J Biomater Sci Polym Ed. 1998;9(4):389-404. doi: 10.1080/09205063.1998.9753063.
In this contribution the immobilization of alpha-chymotrypsin on plasma activated PET and PP surfaces is investigated. The 'anchoring' C=O groups on polymer surfaces were created under RF-O2-plasma environments. The identity and relative concentrations of plasma-created functionalities were evaluated using survey and high resolution X-ray photoelectron spectroscopy, and differential attenuated total reflectance-FTIR spectroscopy. Surface morphology changes of plasma-exposed substrates were analyzed by atomic force microscopy. Enzyme assays were performed from both virgin and plasma modified samples which underwent the immobilization procedure. It was demonstrated that cold-plasma technique is suitable for generating functional, synthetic polymeric surfaces which can initiate enzyme coupling reactions. It also has been shown that the activity of the immobilized enzyme is lower in comparison to the free enzyme. Reduced conformational mobility resulting from multiple-point coupling process might be responsible for this behavior.

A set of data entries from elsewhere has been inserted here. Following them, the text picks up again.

use std::fs;
use std::path::Path;
use std::time::Duration;

use serde::{Deserialize, Serialize};
use tracing::info;

use crate::error::{RelevanceError, Result};
use crate::relevance::RelevanceThresholds;

#[derive(Debug, Clone, Default, PartialEq, Serialize, Deserialize)]
#[serde(default)]
pub struct Config {
    pub relevance: RelevanceThresholds,
    pub evaluation: EvaluationConfig,
    pub predict: PredictConfig,
    pub submission: SubmissionConfig,
    pub service: ServiceConfig,
    pub fusion: FusionConfig,
}

#[derive(Debug, Clone, PartialEq, Serialize, Deserialize)]
#[serde(default)]
pub struct EvaluationConfig {
    pub ndcg_k: usize,
    pub test_fraction: f64,
    pub split_seed: u64,
    pub batch_size: usize,
    pub examples: usize,
}

impl Default for EvaluationConfig {
    fn default() -> Self {
        Self {
            ndcg_k: crate::evaluate::DEFAULT_NDCG_K,
            test_fraction: 0.1,
            split_seed: 42,
            batch_size: 32,
            examples: 5,
        }
    }
}

#[derive(Debug, Clone, PartialEq, Serialize, Deserialize)]
#[serde(default)]
pub struct PredictConfig {
    pub products_per_query: usize,
}

impl Default for PredictConfig {
    fn default() -> Self {
        Self {
            products_per_query: 50,
        }
    }
}

#[derive(Debug, Clone, PartialEq, Serialize, Deserialize)]
#[serde(default)]
pub struct SubmissionConfig {
    pub min_products_per_query: usize,
}

impl Default for SubmissionConfig {
    fn default() -> Self {
        Self {
            min_products_per_query: crate::submission::DEFAULT_MIN_PER_QUERY,
        }
    }
}

#[derive(Debug, Clone, PartialEq, Serialize, Deserialize)]
#[serde(default)]
pub struct ServiceConfig {
    pub embed_url: String,
    pub backend_url: String,
    pub rerank_url: Option<String>,
    pub table: String,
    pub timeout_ms: u64,
    pub max_queries: usize,
    pub rerank_depth: usize,
    pub parallel: bool,
}

impl Default for ServiceConfig {
    fn default() -> Self {
        Self {
            embed_url: "http://localhost:8001".into(),
            backend_url: "http://localhost:8080".into(),
            rerank_url: None,
            table: "test_products".into(),
            timeout_ms: 30_000,
            max_queries: 50,
            rerank_depth: 64,
            parallel: true,
        }
    }
}

impl ServiceConfig {
    pub fn timeout(&self) -> Duration {
        Duration::from_millis(self.timeout_ms)
    }
}

#[derive(Debug, Clone, PartialEq, Serialize, Deserialize)]
#[serde(default)]
pub struct FusionConfig {
    pub k: f64,
    pub dense_weight: f64,
    pub sparse_weight: f64,
    pub limit: usize,
}

impl Default for FusionConfig {
    fn default() -> Self {
        Self {
            k: crate::fusion::DEFAULT_RRF_K,
            dense_weight: 0.6,
            sparse_weight: 0.2,
            limit: 64,
        }
    }
}

impl Config {
    pub fn from_toml(text: &str) -> Result<Self> {
        let config: Config = toml::from_str(text)?;
        config.validate()?;
        Ok(config)
    }

    pub fn load(path: &Path) -> Result<Self> {
        let text = fs::read_to_string(path)?;
        let config = Self::from_toml(&text)?;
        info!(path = %path.display(), "loaded config");
        Ok(config)
    }

    /// Reads `path` when given, otherwise returns the defaults.
    pub fn load_or_default(path: Option<&Path>) -> Result<Self> {
        match path {
            Some(p) => Self::load(p),
            None => Ok(Self::default()),
        }
    }

    pub fn validate(&self) -> Result<()> {
        self.relevance.validate()?;

        let eval = &self.evaluation;
        if !(0.0..=1.0).contains(&eval.test_fraction) {
            return Err(RelevanceError::InvalidConfig(format!(
                "evaluation.test_fraction must be within [0, 1], got {}",
                eval.test_fraction
            )));
        }
        if eval.ndcg_k == 0 {
            return Err(RelevanceError::InvalidConfig(
                "evaluation.ndcg_k must be > 0".into(),
            ));
        }
        if eval.batch_size == 0 {
            return Err(RelevanceError::InvalidConfig(
                "evaluation.batch_size must be > 0".into(),
            ));
        }
        if self.service.timeout_ms == 0 {
            return Err(RelevanceError::InvalidConfig(
                "service.timeout_ms must be > 0".into(),
            ));
        }
        if self.fusion.k < 0.0 || !self.fusion.k.is_finite() {
            return Err(RelevanceError::InvalidConfig(
                "fusion.k must be a non-negative number".into(),
            ));
        }
        Ok(())
    }
}

#[cfg(test)]
mod tests {
    use super::*;

    #[test]
    fn empty_file_gives_defaults() {
        let config = Config::from_toml("").unwrap();
        assert_eq!(config, Config::default());
        assert_eq!(config.relevance.high, 0.7);
        assert_eq!(config.evaluation.ndcg_k, 10);
        assert_eq!(config.submission.min_products_per_query, 10);
        assert_eq!(config.service.timeout(), Duration::from_secs(30));
    }

    #[test]
    fn partial_sections_override() {
        let config = Config::from_toml(
            r#"
            [relevance]
            high = 0.8

            [service]
            table = "test_finetuned"
            rerank_url = "http://localhost:8002/rerank"
            "#,
        )
        .unwrap();

        assert_eq!(config.relevance.high, 0.8);
        assert_eq!(config.relevance.medium, 0.5);
        assert_eq!(config.service.table, "test_finetuned");
        assert_eq!(
            config.service.rerank_url.as_deref(),
            Some("http://localhost:8002/rerank")
        );
        assert_eq!(config.service.max_queries, 50);
    }

    #[test]
    fn rejects_invalid_values() {
        assert!(matches!(
            Config::from_toml("[relevance]\nlow = 0.9"),
            Err(RelevanceError::InvalidConfig(_))
        ));
        assert!(Config::from_toml("[evaluation]\ntest_fraction = 1.5").is_err());
        assert!(Config::from_toml("[evaluation]\nndcg_k = 0").is_err());
        assert!(matches!(
            Config::from_toml("[evaluation]\nndcg_k = \"ten\""),
            Err(RelevanceError::ConfigParse(_))
        ));
    }

    #[test]
    fn loads_from_file() {
        let dir = tempfile::tempdir().unwrap();
        let path = dir.path().join("relevance.toml");
        fs::write(&path, "[predict]\nproducts_per_query = 20\n").unwrap();

        let config = Config::load_or_default(Some(&path)).unwrap();
        assert_eq!(config.predict.products_per_query, 20);
        assert_eq!(Config::load_or_default(None).unwrap(), Config::default());
    }
}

在本论文中,研究了α-糜蛋白酶在等离子体活化的聚对苯二甲酸乙二酯(PET)和聚丙烯(PP)表面的固定化。聚合物表面的“锚定”羰基(C=O)基团是在射频氧等离子体环境下产生的。利用扫描和高分辨率X射线光电子能谱以及差示衰减全反射傅里叶变换红外光谱(ATR-FTIR)对等离子体产生的官能团的特性和相对浓度进行了评估。通过原子力显微镜分析了等离子体处理后基材的表面形态变化。对经过固定化处理的原始样品和等离子体改性样品都进行了酶活性测定。结果表明,冷等离子体技术适用于生成能够引发酶偶联反应的功能性合成聚合物表面。研究还表明,与游离酶相比,固定化酶的活性较低。多点偶联过程导致的构象流动性降低可能是造成这种现象的原因。